● **REQUIRED WORK**: For each line in the data below, write an exact copy.
==== INFORMATION ====
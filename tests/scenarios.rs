//! Integration scenarios (spec.md §8), driven through the full
//! lexer -> grammar driver -> move interpreter -> board engine
//! pipeline against the rendered board's exact textual contract.

use mainline::board::{Board, Cell, Coord, Piece};
use mainline::session::Session;

fn replay(pgn: &str) -> Board {
    Session::new(pgn.as_bytes())
        .run()
        .unwrap_or_else(|e| panic!("replay of {pgn:?} failed: {e}"))
}

fn cell_text(board: &Board, row: i32, col: i32) -> String {
    let lines: Vec<String> = board.to_string().lines().map(String::from).collect();
    lines[row as usize]
        .split('|')
        .nth(col as usize)
        .unwrap()
        .to_string()
}

#[test]
fn scenario_1_pawn_double_push_then_simple_move() {
    let board = replay("1. e4 e5 2. Nf3");
    assert_eq!(cell_text(&board, 4, 4), "wP");
    assert_eq!(cell_text(&board, 3, 4), "bP");
    assert_eq!(cell_text(&board, 5, 5), "wN");
    assert_eq!(cell_text(&board, 6, 4), "  ");
    assert_eq!(cell_text(&board, 1, 4), "  ");
    assert_eq!(cell_text(&board, 7, 6), "  ");
}

#[test]
fn scenario_2_en_passant_capture() {
    let mut start = Board::clear();
    start.set(Coord::new(1, 1), Cell::occupied(Piece::P, false));
    start.set(Coord::new(3, 2), Cell::occupied(Piece::P, true));

    // Replay against a custom starting board by applying moves directly
    // through the same engine entry points the session uses.
    mainline::board::apply::resolve_and_apply(
        &mut start,
        Piece::P,
        false,
        false,
        Default::default(),
        mainline::board::SquareHint::known(3, 1),
        None,
    )
    .unwrap();
    assert!(start.get(Coord::new(3, 1)).double_move);

    mainline::board::apply::resolve_and_apply(
        &mut start,
        Piece::P,
        true,
        true,
        mainline::board::SquareHint { row: None, col: Some(2) },
        mainline::board::SquareHint::known(2, 1),
        None,
    )
    .unwrap();

    assert_eq!(start.get(Coord::new(2, 1)).piece, Some(Piece::P));
    assert!(start.get(Coord::new(3, 2)).is_empty());
    assert!(start.get(Coord::new(3, 1)).is_empty());
    assert!(start.cell_with_double_move().is_none());
}

#[test]
fn scenario_3_promotion_syntax_equivalence() {
    for text in ["b8=Q", "b8/Q", "b8(Q)", "b8Q"] {
        let mut board = Board::clear();
        board.set(Coord::new(1, 1), Cell::occupied(Piece::P, true));
        let descriptor = mainline::movetext::interpret(text, true).unwrap();
        let (piece, capture, src_hint, dst, promote_piece) = match descriptor {
            mainline::movetext::MoveDescriptor::NextMove {
                piece,
                capture,
                src_hint,
                dst,
                promote_piece,
                ..
            } => (piece, capture, src_hint, dst, promote_piece),
            other => panic!("unexpected descriptor for {text:?}: {other:?}"),
        };
        mainline::board::apply::resolve_and_apply(
            &mut board, piece, true, capture, src_hint, dst, promote_piece,
        )
        .unwrap();
        assert_eq!(board.get(Coord::new(0, 1)).piece, Some(Piece::Q), "text = {text}");
        assert!(board.get(Coord::new(1, 1)).is_empty(), "text = {text}");
    }
}

#[test]
fn scenario_4_kingside_castling() {
    let board = replay("1. Nf3 Nc6 2. Bc4 Bc5 3. O-O");
    assert_eq!(cell_text(&board, 7, 6), "wK");
    assert_eq!(cell_text(&board, 7, 5), "wR");
    assert_eq!(cell_text(&board, 7, 4), "  ");
    assert_eq!(cell_text(&board, 7, 7), "  ");
}

#[test]
fn scenario_5_pin_detection_disambiguates() {
    let mut board = Board::clear();
    board.set(Coord::new(7, 2), Cell::occupied(Piece::N, true));
    board.set(Coord::new(7, 3), Cell::occupied(Piece::K, true));
    board.set(Coord::new(7, 4), Cell::occupied(Piece::N, true));
    board.set(Coord::new(7, 0), Cell::occupied(Piece::R, false));

    let descriptor = mainline::movetext::interpret("Nd3", true).unwrap();
    let (src_hint, dst) = match descriptor {
        mainline::movetext::MoveDescriptor::NextMove { src_hint, dst, .. } => (src_hint, dst),
        other => panic!("unexpected descriptor: {other:?}"),
    };
    mainline::board::apply::resolve_and_apply(
        &mut board, Piece::N, true, false, src_hint, dst, None,
    )
    .unwrap();

    assert_eq!(board.get(Coord::new(5, 3)).piece, Some(Piece::N));
    assert!(board.get(Coord::new(7, 4)).is_empty());
    assert_eq!(board.get(Coord::new(7, 2)).piece, Some(Piece::N));
}

#[test]
fn scenario_6_rav_and_comment_skipping() {
    let with_rav_and_comment = replay("1. e4 (1. d4 d5) {Ruy Lopez} e5");
    let bare = replay("1. e4 e5");
    assert_eq!(with_rav_and_comment.to_string(), bare.to_string());
}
====
● **TASK OUTPUT**:
filename tests/scenarios.rs
//! Integration scenarios (spec.md §8), driven through the full
//! lexer -> grammar driver -> move interpreter -> board engine
//! pipeline against the rendered board's exact textual contract.

use mainline::board::{Board, Cell, Coord, Piece};
use mainline::session::Session;

fn replay(pgn: &str) -> Board {
    Session::new(pgn.as_bytes())
        .run()
        .unwrap_or_else(|e| panic!("replay of {pgn:?} failed: {e}"))
}

fn cell_text(board: &Board, row: i32, col: i32) -> String {
    let lines: Vec<String> = board.to_string().lines().map(String::from).collect();
    lines[row as usize]
        .split('|')
        .nth(col as usize)
        .unwrap()
        .to_string()
}

#[test]
fn scenario_1_pawn_double_push_then_simple_move() {
    let board = replay("1. e4 e5 2. Nf3");
    assert_eq!(cell_text(&board, 4, 4), "wP");
    assert_eq!(cell_text(&board, 3, 4), "bP");
    assert_eq!(cell_text(&board, 5, 5), "wN");
    assert_eq!(cell_text(&board, 6, 4), "  ");
    assert_eq!(cell_text(&board, 1, 4), "  ");
    assert_eq!(cell_text(&board, 7, 6), "  ");
}

#[test]
fn scenario_2_en_passant_capture() {
    let mut start = Board::clear();
    start.set(Coord::new(1, 1), Cell::occupied(Piece::P, false));
    start.set(Coord::new(3, 2), Cell::occupied(Piece::P, true));

    // Replay against a custom starting board by applying moves directly
    // through the same engine entry points the session uses.
    mainline::board::apply::resolve_and_apply(
        &mut start,
        Piece::P,
        false,
        false,
        Default::default(),
        mainline::board::SquareHint::known(3, 1),
        None,
    )
    .unwrap();
    assert!(start.get(Coord::new(3, 1)).double_move);

    mainline::board::apply::resolve_and_apply(
        &mut start,
        Piece::P,
        true,
        true,
        mainline::board::SquareHint { row: None, col: Some(2) },
        mainline::board::SquareHint::known(2, 1),
        None,
    )
    .unwrap();

    assert_eq!(start.get(Coord::new(2, 1)).piece, Some(Piece::P));
    assert!(start.get(Coord::new(3, 2)).is_empty());
    assert!(start.get(Coord::new(3, 1)).is_empty());
    assert!(start.cell_with_double_move().is_none());
}

#[test]
fn scenario_3_promotion_syntax_equivalence() {
    for text in ["b8=Q", "b8/Q", "b8(Q)", "b8Q"] {
        let mut board = Board::clear();
        board.set(Coord::new(1, 1), Cell::occupied(Piece::P, true));
        let descriptor = mainline::movetext::interpret(text, true).unwrap();
        let (piece, capture, src_hint, dst, promote_piece) = match descriptor {
            mainline::movetext::MoveDescriptor::NextMove {
                piece,
                capture,
                src_hint,
                dst,
                promote_piece,
                ..
            } => (piece, capture, src_hint, dst, promote_piece),
            other => panic!("unexpected descriptor for {text:?}: {other:?}"),
        };
        mainline::board::apply::resolve_and_apply(
            &mut board, piece, true, capture, src_hint, dst, promote_piece,
        )
        .unwrap();
        assert_eq!(board.get(Coord::new(0, 1)).piece, Some(Piece::Q), "text = {text}");
        assert!(board.get(Coord::new(1, 1)).is_empty(), "text = {text}");
    }
}

#[test]
fn scenario_4_kingside_castling() {
    let board = replay("1. Nf3 Nc6 2. Bc4 Bc5 3. O-O");
    assert_eq!(cell_text(&board, 7, 6), "wK");
    assert_eq!(cell_text(&board, 7, 5), "wR");
    assert_eq!(cell_text(&board, 7, 4), "  ");
    assert_eq!(cell_text(&board, 7, 7), "  ");
}

#[test]
fn scenario_5_pin_detection_disambiguates() {
    let mut board = Board::clear();
    board.set(Coord::new(7, 2), Cell::occupied(Piece::N, true));
    board.set(Coord::new(7, 3), Cell::occupied(Piece::K, true));
    board.set(Coord::new(7, 4), Cell::occupied(Piece::N, true));
    board.set(Coord::new(7, 0), Cell::occupied(Piece::R, false));

    let descriptor = mainline::movetext::interpret("Nd3", true).unwrap();
    let (src_hint, dst) = match descriptor {
        mainline::movetext::MoveDescriptor::NextMove { src_hint, dst, .. } => (src_hint, dst),
        other => panic!("unexpected descriptor: {other:?}"),
    };
    mainline::board::apply::resolve_and_apply(
        &mut board, Piece::N, true, false, src_hint, dst, None,
    )
    .unwrap();

    assert_eq!(board.get(Coord::new(5, 3)).piece, Some(Piece::N));
    assert!(board.get(Coord::new(7, 4)).is_empty());
    assert_eq!(board.get(Coord::new(7, 2)).piece, Some(Piece::N));
}

#[test]
fn scenario_6_rav_and_comment_skipping() {
    let with_rav_and_comment = replay("1. e4 (1. d4 d5) {Ruy Lopez} e5");
    let bare = replay("1. e4 e5");
    assert_eq!(with_rav_and_comment.to_string(), bare.to_string());
}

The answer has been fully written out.